A202 - ORAL-0420: Climate change amplifies gross nitrogen turnover in montane grasslands of Central Europe

Michael Dannenmann1, Changhui Wang2, Zhe Chen3, Sebastian Unteregelsbacher3, Haiyan Lu3, Silvia Gschwendtner4, Rainer Gasche3, Allison Kolar3, Michael Schloter4, Ralf Kiese3, Klaus Butterbach-Bahl3

1Karlsruhe Institute of Technology (KIT) Campus Alpin, Karlsruhe, Germany 2Institute of Botany, The Chinese Academy of Sciences, China, China 3Karlsruhe Institute of Technology (KIT), GARMISCH-PARTENKIRCHEN, Germany 4Helmholtz Zentrum Munchen, Munich, Germany

The carbon- and nitrogen-rich soils of montane grasslands are exposed to above-average warming and to altered precipitation patterns as a result of global change. To investigate the consequences of climatic change for soil nitrogen turnover, we translocated intact plant–soil mesocosms along an elevational gradient, resulting in an increase of the mean annual temperature by approx. 2 °C while decreasing precipitation from approx. 1500 to 1000 mm. Following three years of equilibration, we monitored the dynamics of gross nitrogen turnover and ammonia-oxidizing bacteria (AOB) and archaea (AOA) in soils over an entire year. Gross nitrogen turnover and gene levels of AOB and AOA showed pronounced seasonal dynamics. Both summer and winter periods equally contributed to cumulative annual N turnover. However, highest gross N turnover and abundance of ammonia oxidizers were observed in frozen soil of the climate change site, likely due to physical liberation of organic substrates and their rapid turnover in the unfrozen soil water film. This effect was not observed at the control site, where soil freezing did not occur due to a significant insulating snowpack. Climate change conditions accelerated gross nitrogen mineralization by 250% on average. Increased N mineralization significantly stimulated gross nitrification by AOB rather than by AOA. However, climate change impacts were restricted to the 2–6 cm topsoil and rarely occurred at 12–16 cm depth, where generally much lower N turnover was observed. Our study shows that significant mineralization pulses occur under changing climate, which is likely to result in soil organic matter losses with their associated negative impacts on key soil functions. We also show that N cycling processes in frozen soil can be hot moments for N turnover and thus are of paramount importance for understanding seasonal patterns, annual sum of N turnover and possible climate change feedbacks.

 

A203 - ORAL-0243: N flows across the soil in high deposition, non-agricultural sites in Italy

Guia Cecchini1, Anna Andreetta1, Aldo Marchetto2, Stefano Carnicelli1

1Università degli Studi di Firenze, Firenze, Italy 2CNR ISE, Pallanza, Italy

Atmospheric reactive nitrogen is a nonpoint-source pollutant, but emissions and depositions show strong geographical structures, major changes being visible within a few hundred km. It is then possible to assess their effects by comparing quite similar sites. Transfers of reactive N to fresh- or ground-waters are a major concern stemming from atmospheric N pollution; their monitoring is possible in non-agricultural sites, where N inputs only come from the atmosphere. Italy sees some of the highest N deposition loads, concentrated in northern Italy; in central-southern regions, remote sites receive low deposition loads.

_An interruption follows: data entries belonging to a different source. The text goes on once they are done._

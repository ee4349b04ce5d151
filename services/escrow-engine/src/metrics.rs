//! Engine counters
//!
//! In-process atomics exported as a sorted map; no exporter wiring.

use std::collections::BTreeMap;
use std::sync::atomic::{AtomicU64, Ordering};

/// Lifecycle counters for the escrow engine
#[derive(Debug, Default)]
pub struct EngineMetrics {
    // Money in
    pub captures: AtomicU64,
    pub capture_failures: AtomicU64,

    // Money out
    pub payouts: AtomicU64,
    pub payout_failures: AtomicU64,
    pub refunds: AtomicU64,

    // Teardown and contention
    pub cancellations: AtomicU64,
    pub conflicts: AtomicU64,
    pub gateway_timeouts: AtomicU64,
}

impl EngineMetrics {
    pub fn new() -> Self {
        Self::default()
    }

    pub fn record_capture(&self) {
        self.captures.fetch_add(1, Ordering::Relaxed);
    }

    pub fn record_capture_failure(&self) {
        self.capture_failures.fetch_add(1, Ordering::Relaxed);
    }

    pub fn record_payout(&self) {
        self.payouts.fetch_add(1, Ordering::Relaxed);
    }

    pub fn record_payout_failure(&self) {
        self.payout_failures.fetch_add(1, Ordering::Relaxed);
    }

    pub fn record_refund(&self) {
        self.refunds.fetch_add(1, Ordering::Relaxed);
    }

    pub fn record_cancellation(&self) {
        self.cancellations.fetch_add(1, Ordering::Relaxed);
    }

    pub fn record_conflict(&self) {
        self.conflicts.fetch_add(1, Ordering::Relaxed);
    }

    pub fn record_gateway_timeout(&self) {
        self.gateway_timeouts.fetch_add(1, Ordering::Relaxed);
    }

    /// Export counters as a BTreeMap for exposition
    pub fn export(&self) -> BTreeMap<String, u64> {
        let mut m = BTreeMap::new();
        m.insert("captures".to_string(), self.captures.load(Ordering::Relaxed));
        m.insert(
            "capture_failures".to_string(),
            self.capture_failures.load(Ordering::Relaxed),
        );
        m.insert("payouts".to_string(), self.payouts.load(Ordering::Relaxed));
        m.insert(
            "payout_failures".to_string(),
            self.payout_failures.load(Ordering::Relaxed),
        );
        m.insert("refunds".to_string(), self.refunds.load(Ordering::Relaxed));
        m.insert(
            "cancellations".to_string(),
            self.cancellations.load(Ordering::Relaxed),
        );
        m.insert(
            "conflicts".to_string(),
            self.conflicts.load(Ordering::Relaxed),
        );
        m.insert(
            "gateway_timeouts".to_string(),
            self.gateway_timeouts.load(Ordering::Relaxed),
        );
        m
    }
}

#[cfg(test)]
mod tests {
    use super::*;

    #[test]
    fn test_counters_export() {
        let metrics = EngineMetrics::new();
        metrics.record_capture();
        metrics.record_capture();
        metrics.record_payout();
        metrics.record_conflict();

        let exported = metrics.export();
        assert_eq!(exported["captures"], 2);
        assert_eq!(exported["payouts"], 1);
        assert_eq!(exported["conflicts"], 1);
        assert_eq!(exported["refunds"], 0);
    }
}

The ICP-Forests network monitors N deposition and carries out assessments of critical loads (CL) and their exceedance. Presently, 6 sites also undergo monitoring of soil solution composition, which allows to assess whether N is flowing out of the main tree rooting zone. We developed a method to estimate chemical flows out of the root zone, using chloride as tracer. This method was validated by comparing both Cl- flows with other major chemical species and estimated water fluxes with precipitation data. The method was applied to N fluxes and results were compared with those of the last assessment of CL exceedance.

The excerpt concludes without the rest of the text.